(Collected data entries)
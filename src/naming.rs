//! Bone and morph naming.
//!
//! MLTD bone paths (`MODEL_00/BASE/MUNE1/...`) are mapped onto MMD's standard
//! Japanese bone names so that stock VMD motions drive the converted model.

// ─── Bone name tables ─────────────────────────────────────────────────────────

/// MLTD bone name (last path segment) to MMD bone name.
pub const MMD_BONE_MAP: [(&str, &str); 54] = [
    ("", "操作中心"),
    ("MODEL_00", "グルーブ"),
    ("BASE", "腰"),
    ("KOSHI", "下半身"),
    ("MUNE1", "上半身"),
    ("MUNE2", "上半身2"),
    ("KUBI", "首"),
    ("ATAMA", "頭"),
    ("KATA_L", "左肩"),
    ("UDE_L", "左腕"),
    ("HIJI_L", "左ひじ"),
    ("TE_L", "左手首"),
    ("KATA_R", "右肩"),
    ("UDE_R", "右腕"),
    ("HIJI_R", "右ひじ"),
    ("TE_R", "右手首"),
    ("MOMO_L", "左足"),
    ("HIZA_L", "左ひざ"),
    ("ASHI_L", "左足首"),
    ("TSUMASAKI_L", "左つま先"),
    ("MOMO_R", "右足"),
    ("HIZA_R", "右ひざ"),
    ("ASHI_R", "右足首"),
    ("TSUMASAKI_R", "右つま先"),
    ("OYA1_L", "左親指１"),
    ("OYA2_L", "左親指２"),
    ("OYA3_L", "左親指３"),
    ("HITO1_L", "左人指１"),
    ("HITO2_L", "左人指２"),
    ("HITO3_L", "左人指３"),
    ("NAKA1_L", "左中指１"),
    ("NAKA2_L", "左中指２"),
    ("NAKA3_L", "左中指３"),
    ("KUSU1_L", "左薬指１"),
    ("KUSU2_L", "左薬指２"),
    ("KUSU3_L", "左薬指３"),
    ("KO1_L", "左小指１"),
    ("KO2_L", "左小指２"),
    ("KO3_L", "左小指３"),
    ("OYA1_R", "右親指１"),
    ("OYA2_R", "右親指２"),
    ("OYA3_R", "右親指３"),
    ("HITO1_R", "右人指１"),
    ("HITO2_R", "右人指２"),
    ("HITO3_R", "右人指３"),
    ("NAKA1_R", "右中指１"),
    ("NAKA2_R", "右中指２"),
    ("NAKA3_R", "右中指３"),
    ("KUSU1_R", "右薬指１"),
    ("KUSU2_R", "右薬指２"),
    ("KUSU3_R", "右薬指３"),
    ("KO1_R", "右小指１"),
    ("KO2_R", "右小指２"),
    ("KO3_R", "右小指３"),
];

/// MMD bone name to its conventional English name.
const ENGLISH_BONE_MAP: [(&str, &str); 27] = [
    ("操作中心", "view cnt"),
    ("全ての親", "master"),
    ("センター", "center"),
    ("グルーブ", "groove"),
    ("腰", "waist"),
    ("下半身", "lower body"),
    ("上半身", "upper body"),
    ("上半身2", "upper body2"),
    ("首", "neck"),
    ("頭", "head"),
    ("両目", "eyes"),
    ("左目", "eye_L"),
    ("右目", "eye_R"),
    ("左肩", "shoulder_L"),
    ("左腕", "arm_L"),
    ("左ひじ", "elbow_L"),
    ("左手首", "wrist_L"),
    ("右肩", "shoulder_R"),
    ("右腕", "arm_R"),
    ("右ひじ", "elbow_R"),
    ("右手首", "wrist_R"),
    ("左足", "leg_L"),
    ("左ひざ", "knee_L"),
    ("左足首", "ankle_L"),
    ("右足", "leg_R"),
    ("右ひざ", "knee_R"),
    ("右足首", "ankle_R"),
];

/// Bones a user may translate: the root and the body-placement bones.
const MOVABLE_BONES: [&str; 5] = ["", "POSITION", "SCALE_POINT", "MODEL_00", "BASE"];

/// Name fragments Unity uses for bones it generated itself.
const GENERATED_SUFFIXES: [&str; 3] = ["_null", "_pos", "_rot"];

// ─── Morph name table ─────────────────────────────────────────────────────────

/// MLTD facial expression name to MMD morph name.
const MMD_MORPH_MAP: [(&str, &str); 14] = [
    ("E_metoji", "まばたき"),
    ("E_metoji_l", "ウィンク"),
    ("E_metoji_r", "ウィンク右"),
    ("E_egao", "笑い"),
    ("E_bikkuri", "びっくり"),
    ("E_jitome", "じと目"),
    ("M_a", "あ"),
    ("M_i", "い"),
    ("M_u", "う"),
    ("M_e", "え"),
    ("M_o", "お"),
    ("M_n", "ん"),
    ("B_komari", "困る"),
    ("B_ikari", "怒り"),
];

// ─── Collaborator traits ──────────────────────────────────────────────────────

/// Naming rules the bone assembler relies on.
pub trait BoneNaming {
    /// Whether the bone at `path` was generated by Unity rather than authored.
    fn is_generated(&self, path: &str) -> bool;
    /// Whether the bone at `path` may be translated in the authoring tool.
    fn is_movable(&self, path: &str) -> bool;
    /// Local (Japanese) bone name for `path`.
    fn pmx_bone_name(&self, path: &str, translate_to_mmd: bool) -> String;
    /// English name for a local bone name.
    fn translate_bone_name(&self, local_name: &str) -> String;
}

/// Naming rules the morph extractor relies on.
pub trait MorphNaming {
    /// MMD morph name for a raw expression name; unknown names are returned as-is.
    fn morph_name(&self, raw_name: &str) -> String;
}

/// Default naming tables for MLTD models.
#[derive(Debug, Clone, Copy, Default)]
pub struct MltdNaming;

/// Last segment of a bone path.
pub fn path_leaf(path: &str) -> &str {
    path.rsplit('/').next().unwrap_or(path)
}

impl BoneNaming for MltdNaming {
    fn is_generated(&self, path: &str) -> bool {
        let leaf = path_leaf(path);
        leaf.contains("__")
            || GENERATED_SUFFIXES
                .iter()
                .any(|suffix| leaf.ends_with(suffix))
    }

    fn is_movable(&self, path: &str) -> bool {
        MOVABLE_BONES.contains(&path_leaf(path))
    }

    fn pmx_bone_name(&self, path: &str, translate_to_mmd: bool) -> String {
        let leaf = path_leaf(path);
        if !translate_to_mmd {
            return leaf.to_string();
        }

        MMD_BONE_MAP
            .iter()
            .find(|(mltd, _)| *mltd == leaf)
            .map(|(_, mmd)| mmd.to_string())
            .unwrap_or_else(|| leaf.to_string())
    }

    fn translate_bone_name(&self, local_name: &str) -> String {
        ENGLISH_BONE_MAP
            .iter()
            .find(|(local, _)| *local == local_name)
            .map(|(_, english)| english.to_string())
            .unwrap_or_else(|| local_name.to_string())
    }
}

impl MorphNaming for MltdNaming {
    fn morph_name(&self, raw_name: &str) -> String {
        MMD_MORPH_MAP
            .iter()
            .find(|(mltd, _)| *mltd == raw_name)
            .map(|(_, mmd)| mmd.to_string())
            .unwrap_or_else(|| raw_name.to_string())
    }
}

...

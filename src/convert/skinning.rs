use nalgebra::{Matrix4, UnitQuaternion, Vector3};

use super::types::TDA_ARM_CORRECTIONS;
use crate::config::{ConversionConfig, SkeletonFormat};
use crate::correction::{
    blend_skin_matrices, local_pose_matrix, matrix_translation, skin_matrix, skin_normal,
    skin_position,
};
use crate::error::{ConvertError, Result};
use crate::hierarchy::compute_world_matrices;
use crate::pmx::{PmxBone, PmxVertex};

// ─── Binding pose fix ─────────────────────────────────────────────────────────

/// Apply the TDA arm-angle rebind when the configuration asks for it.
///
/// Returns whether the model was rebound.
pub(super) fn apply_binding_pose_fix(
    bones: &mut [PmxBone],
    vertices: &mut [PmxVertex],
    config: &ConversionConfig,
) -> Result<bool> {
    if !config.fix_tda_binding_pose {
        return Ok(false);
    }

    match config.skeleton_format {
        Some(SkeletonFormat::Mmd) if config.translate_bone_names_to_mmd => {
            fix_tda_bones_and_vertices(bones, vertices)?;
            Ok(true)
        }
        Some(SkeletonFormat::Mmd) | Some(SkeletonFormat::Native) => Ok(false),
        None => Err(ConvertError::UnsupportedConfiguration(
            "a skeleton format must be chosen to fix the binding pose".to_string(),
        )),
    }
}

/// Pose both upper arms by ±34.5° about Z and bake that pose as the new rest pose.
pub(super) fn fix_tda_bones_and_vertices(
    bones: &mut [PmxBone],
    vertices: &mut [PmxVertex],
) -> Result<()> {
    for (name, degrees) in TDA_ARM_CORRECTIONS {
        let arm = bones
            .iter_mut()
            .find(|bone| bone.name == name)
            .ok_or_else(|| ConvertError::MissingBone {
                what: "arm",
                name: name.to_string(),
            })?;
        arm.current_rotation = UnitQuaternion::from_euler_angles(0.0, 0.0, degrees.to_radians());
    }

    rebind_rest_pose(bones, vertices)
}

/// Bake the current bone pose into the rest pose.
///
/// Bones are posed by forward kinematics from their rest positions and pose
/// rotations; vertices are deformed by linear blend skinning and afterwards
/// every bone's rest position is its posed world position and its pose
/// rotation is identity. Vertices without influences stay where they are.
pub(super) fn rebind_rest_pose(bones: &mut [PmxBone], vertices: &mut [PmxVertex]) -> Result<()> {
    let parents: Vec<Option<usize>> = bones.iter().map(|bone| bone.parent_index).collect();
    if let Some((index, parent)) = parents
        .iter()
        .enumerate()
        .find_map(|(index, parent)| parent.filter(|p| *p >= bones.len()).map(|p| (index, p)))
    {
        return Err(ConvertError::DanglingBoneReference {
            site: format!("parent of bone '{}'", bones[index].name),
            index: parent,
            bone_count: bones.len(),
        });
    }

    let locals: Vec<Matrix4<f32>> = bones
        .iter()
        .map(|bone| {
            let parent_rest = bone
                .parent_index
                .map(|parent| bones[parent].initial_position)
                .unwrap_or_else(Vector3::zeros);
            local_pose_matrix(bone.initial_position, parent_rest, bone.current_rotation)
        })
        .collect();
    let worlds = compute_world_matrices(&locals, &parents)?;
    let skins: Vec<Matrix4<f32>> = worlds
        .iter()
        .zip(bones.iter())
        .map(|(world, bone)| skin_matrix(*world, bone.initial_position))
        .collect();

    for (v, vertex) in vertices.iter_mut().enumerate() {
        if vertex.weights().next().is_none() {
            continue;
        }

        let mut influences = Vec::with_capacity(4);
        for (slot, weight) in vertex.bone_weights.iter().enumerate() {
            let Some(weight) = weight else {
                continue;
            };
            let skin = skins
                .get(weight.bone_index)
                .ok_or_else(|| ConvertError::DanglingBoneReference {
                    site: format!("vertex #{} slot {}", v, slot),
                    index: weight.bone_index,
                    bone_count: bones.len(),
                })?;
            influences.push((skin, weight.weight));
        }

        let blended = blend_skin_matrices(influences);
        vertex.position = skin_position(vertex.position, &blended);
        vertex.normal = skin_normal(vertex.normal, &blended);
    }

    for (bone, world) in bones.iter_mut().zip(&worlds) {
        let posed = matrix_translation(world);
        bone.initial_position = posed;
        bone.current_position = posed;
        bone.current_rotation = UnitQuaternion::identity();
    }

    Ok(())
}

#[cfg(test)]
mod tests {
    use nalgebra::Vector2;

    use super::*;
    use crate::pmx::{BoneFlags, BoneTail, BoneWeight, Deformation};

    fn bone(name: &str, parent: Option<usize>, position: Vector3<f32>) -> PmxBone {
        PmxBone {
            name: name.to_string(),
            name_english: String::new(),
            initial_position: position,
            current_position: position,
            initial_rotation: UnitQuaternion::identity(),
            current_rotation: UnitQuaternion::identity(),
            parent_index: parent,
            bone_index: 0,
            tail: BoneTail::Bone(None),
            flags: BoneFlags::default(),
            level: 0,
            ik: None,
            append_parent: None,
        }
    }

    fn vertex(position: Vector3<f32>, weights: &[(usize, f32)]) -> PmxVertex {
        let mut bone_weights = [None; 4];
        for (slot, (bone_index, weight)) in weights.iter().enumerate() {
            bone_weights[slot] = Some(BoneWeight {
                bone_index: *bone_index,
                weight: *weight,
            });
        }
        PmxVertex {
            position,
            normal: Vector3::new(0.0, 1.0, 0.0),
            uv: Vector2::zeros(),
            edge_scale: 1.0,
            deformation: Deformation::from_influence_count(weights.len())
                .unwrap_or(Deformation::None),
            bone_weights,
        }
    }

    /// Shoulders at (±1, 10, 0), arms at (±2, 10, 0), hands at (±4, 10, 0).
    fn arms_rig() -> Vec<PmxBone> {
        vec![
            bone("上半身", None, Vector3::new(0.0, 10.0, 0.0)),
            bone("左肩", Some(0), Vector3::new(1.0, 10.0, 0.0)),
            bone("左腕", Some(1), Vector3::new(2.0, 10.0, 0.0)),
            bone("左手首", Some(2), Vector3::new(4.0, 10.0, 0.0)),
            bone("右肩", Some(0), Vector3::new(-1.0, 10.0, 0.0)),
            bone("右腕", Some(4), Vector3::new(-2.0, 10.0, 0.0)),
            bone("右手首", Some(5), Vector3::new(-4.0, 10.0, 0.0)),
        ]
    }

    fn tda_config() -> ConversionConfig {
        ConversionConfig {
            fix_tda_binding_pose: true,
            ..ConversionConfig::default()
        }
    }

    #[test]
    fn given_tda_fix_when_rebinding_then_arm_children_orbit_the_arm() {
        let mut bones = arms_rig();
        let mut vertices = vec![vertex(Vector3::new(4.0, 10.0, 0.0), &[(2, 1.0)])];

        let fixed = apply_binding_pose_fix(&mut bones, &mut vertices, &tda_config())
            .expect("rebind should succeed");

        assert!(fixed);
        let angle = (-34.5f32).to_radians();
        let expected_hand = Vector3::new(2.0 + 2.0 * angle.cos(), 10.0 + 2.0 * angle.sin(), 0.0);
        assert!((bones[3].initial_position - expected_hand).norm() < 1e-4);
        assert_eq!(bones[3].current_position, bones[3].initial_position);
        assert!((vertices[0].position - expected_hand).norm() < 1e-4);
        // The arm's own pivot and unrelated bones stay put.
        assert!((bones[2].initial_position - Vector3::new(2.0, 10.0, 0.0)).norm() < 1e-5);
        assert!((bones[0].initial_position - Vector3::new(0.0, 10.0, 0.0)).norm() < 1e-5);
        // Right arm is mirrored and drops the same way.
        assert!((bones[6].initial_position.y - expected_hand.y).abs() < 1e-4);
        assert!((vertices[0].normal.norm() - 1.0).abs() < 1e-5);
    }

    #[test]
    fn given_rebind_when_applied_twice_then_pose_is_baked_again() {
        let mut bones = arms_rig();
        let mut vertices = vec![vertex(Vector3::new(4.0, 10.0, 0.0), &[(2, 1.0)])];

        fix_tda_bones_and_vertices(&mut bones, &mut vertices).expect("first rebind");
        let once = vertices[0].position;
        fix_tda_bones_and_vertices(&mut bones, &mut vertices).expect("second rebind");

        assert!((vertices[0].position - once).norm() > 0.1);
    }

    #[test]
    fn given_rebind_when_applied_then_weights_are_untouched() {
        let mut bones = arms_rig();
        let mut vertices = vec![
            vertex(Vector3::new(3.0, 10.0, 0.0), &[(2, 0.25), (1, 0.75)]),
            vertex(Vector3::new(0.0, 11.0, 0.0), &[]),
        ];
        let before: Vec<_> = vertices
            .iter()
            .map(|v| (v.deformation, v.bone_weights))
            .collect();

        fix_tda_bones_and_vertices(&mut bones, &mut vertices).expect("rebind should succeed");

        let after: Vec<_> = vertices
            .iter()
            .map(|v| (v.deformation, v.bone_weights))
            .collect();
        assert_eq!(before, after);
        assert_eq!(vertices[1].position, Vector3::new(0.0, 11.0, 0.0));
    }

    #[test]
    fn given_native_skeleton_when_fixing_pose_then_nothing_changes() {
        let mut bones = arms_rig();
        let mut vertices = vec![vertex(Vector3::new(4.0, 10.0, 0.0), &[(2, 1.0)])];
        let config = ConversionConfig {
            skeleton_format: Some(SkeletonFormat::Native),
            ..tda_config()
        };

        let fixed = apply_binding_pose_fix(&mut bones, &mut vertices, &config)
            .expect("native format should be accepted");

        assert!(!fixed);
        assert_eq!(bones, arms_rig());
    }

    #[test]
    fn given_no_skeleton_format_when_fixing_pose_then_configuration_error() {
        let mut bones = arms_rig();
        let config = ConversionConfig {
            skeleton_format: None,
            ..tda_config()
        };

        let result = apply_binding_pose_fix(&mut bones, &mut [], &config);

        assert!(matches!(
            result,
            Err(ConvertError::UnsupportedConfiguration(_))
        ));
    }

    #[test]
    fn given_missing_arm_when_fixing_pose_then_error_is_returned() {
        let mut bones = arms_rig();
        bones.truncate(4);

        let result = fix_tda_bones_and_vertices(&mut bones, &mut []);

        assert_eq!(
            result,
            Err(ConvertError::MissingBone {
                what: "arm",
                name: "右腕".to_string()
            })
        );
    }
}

* * *

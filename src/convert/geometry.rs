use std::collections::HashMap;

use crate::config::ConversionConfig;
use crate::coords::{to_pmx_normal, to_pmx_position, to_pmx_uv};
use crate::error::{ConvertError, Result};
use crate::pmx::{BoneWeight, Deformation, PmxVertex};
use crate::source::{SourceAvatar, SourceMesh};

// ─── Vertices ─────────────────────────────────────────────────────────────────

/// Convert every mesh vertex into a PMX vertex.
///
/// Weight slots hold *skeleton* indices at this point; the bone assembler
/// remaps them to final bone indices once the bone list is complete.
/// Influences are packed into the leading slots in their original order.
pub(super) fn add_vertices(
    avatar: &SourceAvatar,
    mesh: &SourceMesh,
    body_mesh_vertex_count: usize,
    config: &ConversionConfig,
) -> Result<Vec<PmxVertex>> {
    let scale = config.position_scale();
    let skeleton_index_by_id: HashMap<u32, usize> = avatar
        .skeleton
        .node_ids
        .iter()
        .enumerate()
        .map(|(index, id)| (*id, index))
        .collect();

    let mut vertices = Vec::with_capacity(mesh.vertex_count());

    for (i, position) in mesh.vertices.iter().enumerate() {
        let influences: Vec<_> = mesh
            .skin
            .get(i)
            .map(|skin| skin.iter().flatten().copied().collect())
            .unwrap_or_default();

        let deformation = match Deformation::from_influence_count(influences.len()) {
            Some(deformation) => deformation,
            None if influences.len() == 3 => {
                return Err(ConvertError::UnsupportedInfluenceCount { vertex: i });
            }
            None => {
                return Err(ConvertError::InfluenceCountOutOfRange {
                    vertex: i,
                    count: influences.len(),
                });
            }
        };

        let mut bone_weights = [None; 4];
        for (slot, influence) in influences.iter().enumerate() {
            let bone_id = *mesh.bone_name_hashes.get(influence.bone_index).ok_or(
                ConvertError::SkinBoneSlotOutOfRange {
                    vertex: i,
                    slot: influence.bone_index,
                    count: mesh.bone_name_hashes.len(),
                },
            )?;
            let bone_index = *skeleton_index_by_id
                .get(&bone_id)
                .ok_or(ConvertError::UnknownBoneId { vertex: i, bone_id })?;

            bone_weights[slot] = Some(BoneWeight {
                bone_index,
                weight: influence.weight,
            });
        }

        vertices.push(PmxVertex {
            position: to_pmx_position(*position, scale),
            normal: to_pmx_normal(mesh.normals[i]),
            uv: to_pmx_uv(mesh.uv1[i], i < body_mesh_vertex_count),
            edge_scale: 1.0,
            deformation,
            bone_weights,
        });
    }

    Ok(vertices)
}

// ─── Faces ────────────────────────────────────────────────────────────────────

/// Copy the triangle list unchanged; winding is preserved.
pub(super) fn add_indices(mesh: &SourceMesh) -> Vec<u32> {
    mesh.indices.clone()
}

__What you are asked to do__
Exact duplication is required for the lines above, from the line that contains "influences.push((skin, weight.weight));" to the line that contains "for (bone, world)", inclusive; omit all others.

__Final answer__
            influences.push((skin, weight.weight));
        }

        let blended = blend_skin_matrices(influences);
        vertex.position = skin_position(vertex.position, &blended);
        vertex.normal = skin_normal(vertex.normal, &blended);
    }

    for (bone, world) in bones.iter_mut().zip(&worlds) {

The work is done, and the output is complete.